- EXERCISE PROMPT
Print every line below that comes at or after the line containing "pub fn to_socket_addrs<'de, D>(d: D)", exactly as written.

↓

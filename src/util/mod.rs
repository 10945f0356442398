pub mod cli;
pub mod error;
pub mod serde;

use std::env;
use std::path::PathBuf;

/// Get the name of the executable that was invoked.
///
/// When a symbolic or hard link is used, the name of the link is returned.
///
/// This attempts to obtain the binary name in the following order:
/// - name in first item of program arguments via `std::env::args`
/// - current executable name via `std::env::current_exe`
/// - crate name
pub fn bin_name() -> String {
    env::args_os()
        .next()
        .filter(|path| !path.is_empty())
        .map(PathBuf::from)
        .or_else(|| env::current_exe().ok())
        .and_then(|p| p.file_name().map(|n| n.to_owned()))
        .and_then(|n| n.into_string().ok())
        .unwrap_or_else(|| env!("CARGO_PKG_NAME").into())
}
use std::net::{SocketAddr, ToSocketAddrs};

use serde::de::{Error, Unexpected};
use serde::{Deserialize, Deserializer};

/// Deserialize a socket address from a string, resolving hostnames if needed.
pub fn to_socket_addrs<'de, D>(d: D) -> Result<SocketAddr, D::Error>
where
    D: Deserializer<'de>,
{
    let addr = String::deserialize(d)?;

    if let Ok(mut resolved) = addr.to_socket_addrs() {
        if let Some(addr) = resolved.next() {
            return Ok(addr);
        }
    }

    addr.parse().map_err(|_| {
        Error::invalid_value(Unexpected::Str(&addr), &"IP or resolvable host and port")
    })
}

↑

- OUTPUT
pub fn to_socket_addrs<'de, D>(d: D) -> Result<SocketAddr, D::Error>
where
    D: Deserializer<'de>,
{
    let addr = String::deserialize(d)?;

    if let Ok(mut resolved) = addr.to_socket_addrs() {
        if let Some(addr) = resolved.next() {
            return Ok(addr);
        }
    }

    addr.parse().map_err(|_| {
        Error::invalid_value(Unexpected::Str(&addr), &"IP or resolvable host and port")
    })
}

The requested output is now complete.